Most health care organizations (at least the good ones) have adopted the mindset of continuous improvement, always aiming to get better by doing better. The natural question follows though, what exactly are these organizations trying to get better at? How should we quantify "better" for health care organizations? Better outcomes? Better financial margins? Better patient experience scores? Some of the above? All of the above?
There are a surprising number of research studies in the health management literature that have attempted to address these questions. Apparently, health policy experts don't agree on which metric(s) to use in order to assess performance. So, I go back to my original question, what exactly are we trying to achieve when we talk about continuous improvement towards better performance? Maybe a better question is what should we be measuring to assess our performance?
As it turns out, most health care executives don't really understand how exactly their organizations are performing. A group of researchers at the RAND Corporation recently published a study in the latest issue (September/October 20201) of the Journal of Healthcare Management. The study investigators interviewed 138 C-suite executives of 24 different health systems in California, Minnesota, Washington, and Wisconsin between 2017 and 2019 (these specific states were selected because they all had required public reporting of health system performance data). They selected health systems specifically with a focus on diversity in size (small, medium, and large) and performance (low, medium, and high).
In general, the subjective assessments of these C-suite executives did not match up with the objective assessments of their health systems (determined using the a variety of metrics - a "whole system measures" set if you will). The subjective assessments matched up with the objective measurement of performance in only 10/24 (42%) of the health systems.

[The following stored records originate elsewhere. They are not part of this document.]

//! In-memory ledger for dev mode and tests
//!
//! All four maps sit behind one lock, so a commit is checked completely before
//! anything is mutated.

use std::collections::HashMap;
use tokio::sync::RwLock;
use tracing::debug;

use super::{EmblemLedger, MintBatch, MintOutcome};
use crate::db::schemas::{
    EmblemCollectionDoc, EmblemDoc, EmblemTransactionDoc, UserEmblemStatusDoc,
};
use crate::emblem::EmblemType;
use crate::types::{GatewayError, Result};

#[derive(Default)]
struct MemoryState {
    emblems: HashMap<String, EmblemDoc>,
    statuses: HashMap<String, UserEmblemStatusDoc>,
    stock: HashMap<EmblemType, EmblemCollectionDoc>,
    transactions: HashMap<String, EmblemTransactionDoc>,
}

/// Document counts, used to assert that rejected callbacks wrote nothing
#[derive(Debug, Clone, Copy, PartialEq, Eq, Default)]
pub struct LedgerCounts {
    pub emblems: usize,
    pub statuses: usize,
    pub transactions: usize,
}

#[derive(Default)]
pub struct MemoryLedger {
    state: RwLock<MemoryState>,
}

impl MemoryLedger {
    pub fn new() -> Self {
        Self::default()
    }

    /// Ledger with `available` units stocked for every emblem type
    pub fn with_stock(available: i64) -> Self {
        let state = MemoryState {
            stock: EmblemType::ALL
                .into_iter()
                .map(|t| (t, EmblemCollectionDoc::new(t, available)))
                .collect(),
            ..MemoryState::default()
        };
        Self {
            state: RwLock::new(state),
        }
    }

    /// Create or replace a stock document
    pub async fn put_stock(&self, stock: EmblemCollectionDoc) {
        self.state.write().await.stock.insert(stock.emblem_type, stock);
    }

    pub async fn counts(&self) -> LedgerCounts {
        let state = self.state.read().await;
        LedgerCounts {
            emblems: state.emblems.len(),
            statuses: state.statuses.len(),
            transactions: state.transactions.len(),
        }
    }
}

#[async_trait::async_trait]
impl EmblemLedger for MemoryLedger {
    fn backend(&self) -> &'static str {
        "memory"
    }

    async fn ping(&self) -> Result<()> {
        Ok(())
    }

    async fn commit_mint(&self, batch: &MintBatch) -> Result<MintOutcome> {
        let mut state = self.state.write().await;

        if state.transactions.contains_key(batch.order_id()) {
            return Ok(MintOutcome::AlreadyRecorded);
        }
        if !state.stock.contains_key(&batch.emblem_type) {
            return Err(GatewayError::CollectionMissing(
                batch.emblem_type.slug().to_string(),
            ));
        }

        state
            .emblems
            .insert(batch.emblem.id.clone(), batch.emblem.clone());
        state
            .statuses
            .insert(batch.status.user_id.clone(), batch.status.clone());
        if let Some(stock) = state.stock.get_mut(&batch.emblem_type) {
            stock.record_sale(batch.amount, batch.at);
        }
        state
            .transactions
            .insert(batch.transaction.order_id.clone(), batch.transaction.clone());

        debug!(order_id = %batch.order_id(), "Mint recorded in memory ledger");
        Ok(MintOutcome::Minted)
    }

    async fn emblem(&self, emblem_id: &str) -> Result<Option<EmblemDoc>> {
        Ok(self.state.read().await.emblems.get(emblem_id).cloned())
    }

    async fn user_status(&self, user_id: &str) -> Result<Option<UserEmblemStatusDoc>> {
        Ok(self.state.read().await.statuses.get(user_id).cloned())
    }

    async fn collection_stock(
        &self,
        emblem_type: EmblemType,
    ) -> Result<Option<EmblemCollectionDoc>> {
        Ok(self.state.read().await.stock.get(&emblem_type).cloned())
    }

    async fn transaction(&self, order_id: &str) -> Result<Option<EmblemTransactionDoc>> {
        Ok(self.state.read().await.transactions.get(order_id).cloned())
    }
}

In twelve of the fourteen cases where they didn't match, the subjective assessments were more positive than the objective measurement, i.e. the C-suite executives felt that their system was performing better than they actually were doing!

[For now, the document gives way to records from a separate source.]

//! Emblem document schema
//!
//! One document per mint event, keyed `emblem_{userId}_{timestamp}`.

use bson::{doc, DateTime, Document};
use mongodb::options::IndexOptions;
use serde::{Deserialize, Serialize};

use crate::db::mongo::IntoIndexes;
use crate::emblem::{
    catalog, EmblemMetadata, EmblemTier, EmblemType, Money, OrderRef, Representation,
};

/// Collection name for emblems
pub const EMBLEM_COLLECTION: &str = "emblems";

/// Emblem document stored in MongoDB
#[derive(Serialize, Deserialize, Clone, Debug, PartialEq)]
#[serde(rename_all = "camelCase")]
pub struct EmblemDoc {
    /// `emblem_{userId}_{timestamp}`
    #[serde(rename = "_id")]
    pub id: String,

    pub emblem_type: EmblemType,

    pub owner_id: String,

    pub minted_at: DateTime,

    /// Membership tier, always bronze at mint
    pub tier: EmblemTier,

    pub engagement_count: i64,

    pub benefits: Vec<String>,

    pub metadata: EmblemMetadata,

    /// Emblems cannot be traded after minting
    pub transferable: bool,

    pub purchase_price: Money,

    pub current_value: Money,

    /// Gateway order id that paid for this emblem
    pub payment_id: String,

    pub payment_status: String,

    pub representation: Representation,

    pub chain_id: Option<String>,

    pub token_id: Option<String>,
}

impl EmblemDoc {
    /// Build the emblem minted for a confirmed order
    pub fn mint(
        order: &OrderRef,
        metadata: EmblemMetadata,
        amount: Money,
        payment_status: &str,
        minted_at: DateTime,
    ) -> Self {
        Self {
            id: order.emblem_id(),
            emblem_type: order.emblem_type,
            owner_id: order.user_id.clone(),
            minted_at,
            tier: EmblemTier::Bronze,
            engagement_count: 0,
            benefits: catalog::benefits(order.emblem_type),
            metadata,
            transferable: false,
            purchase_price: amount,
            current_value: amount,
            payment_id: order.as_str().to_string(),
            payment_status: payment_status.to_string(),
            representation: Representation::Digital,
            chain_id: None,
            token_id: None,
        }
    }
}

impl IntoIndexes for EmblemDoc {
    fn into_indices() -> Vec<(Document, Option<IndexOptions>)> {
        vec![
            // Listing a user's emblems
            (
                doc! { "ownerId": 1 },
                Some(
                    IndexOptions::builder()
                        .name("owner_id_index".to_string())
                        .build(),
                ),
            ),
            (
                doc! { "paymentId": 1 },
                Some(
                    IndexOptions::builder()
                        .unique(true)
                        .name("payment_id_unique".to_string())
                        .build(),
                ),
            ),
        ]
    }
}

#[cfg(test)]
mod tests {
    use super::*;
    use chrono::TimeZone;

    #[test]
    fn test_mint_defaults() {
        let order = OrderRef::parse("emblem_corbul_mistic_u42_1700000000000").unwrap();
        let now = chrono::Utc.timestamp_millis_opt(1_700_000_000_500).unwrap();
        let meta = crate::emblem::generate_metadata(order.emblem_type, &order.user_id, now);
        let doc = EmblemDoc::mint(
            &order,
            meta,
            Money::from_bani(9900),
            "paid",
            DateTime::from_chrono(now),
        );

        assert_eq!(doc.id, "emblem_u42_1700000000000");
        assert_eq!(doc.tier, EmblemTier::Bronze);
        assert_eq!(doc.engagement_count, 0);
        assert!(!doc.transferable);
        assert_eq!(doc.purchase_price, doc.current_value);
        assert_eq!(doc.representation, Representation::Digital);
        assert!(doc.chain_id.is_none() && doc.token_id.is_none());
        assert!(!doc.benefits.is_empty());
    }

    #[test]
    fn test_bson_field_names() {
        let order = OrderRef::parse("emblem_corbul_mistic_u42_1700000000000").unwrap();
        let now = chrono::Utc.timestamp_millis_opt(1_700_000_000_500).unwrap();
        let meta = crate::emblem::generate_metadata(order.emblem_type, &order.user_id, now);
        let doc = EmblemDoc::mint(&order, meta, Money::from_bani(15000), "paid", DateTime::now());

        let bson = bson::to_document(&doc).unwrap();
        assert_eq!(bson.get_str("_id").unwrap(), "emblem_u42_1700000000000");
        assert_eq!(bson.get_str("emblemType").unwrap(), "corbul_mistic");
        assert_eq!(bson.get_f64("purchasePrice").unwrap(), 150.0);
        assert_eq!(bson.get_f64("currentValue").unwrap(), 150.0);
        assert!(!bson.contains_key("purchasePriceBani"));
        assert_eq!(bson.get_str("tier").unwrap(), "bronze");
        assert_eq!(bson.get_str("representation").unwrap(), "digital");
        assert!(bson.contains_key("chainId"));
    }
}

The other interesting finding from this study was that in most of the cases where the subjective and objective assessments were different, the executives focused primarily on local market competition, financial performance, and patient experience data to assess their system's performance. In contrast, where the subjective assessments matched closely with the objective measurements, executives cited quality outcome metrics as the basis for their assessment. In other words, if you really want to determine how well your hospital is performing, make sure that you include quality of care measures in your assessment!
I have always liked the concept of using a parsimonious set of metrics to assess performance, which include (importantly, as it turns out) clinical outcomes. The Institute for Healthcare Improvement (IHI) recommends using a system of measures that they refer to as "whole system measures" that health care leaders can use to assess their system's performance. Importantly, these metrics are not disease- or condition-specific, but rather include metrics that assess the overall quality of care, safety, cost, and experience.
Clinical leaders need to understand how their organizations are performing from a financial standpoint, just as non-clinical leaders need to understand how their organizations are performing from a quality of care and safety perspective! Whatever you wish to call them - "whole system measures" or even the commonly used "balanced scorecard", it's important for all health care leaders to know and understand how their organization is performing with respect to quality, safety, finance, and experience. And when that is the case, they can truly drive to better with continuous improvement.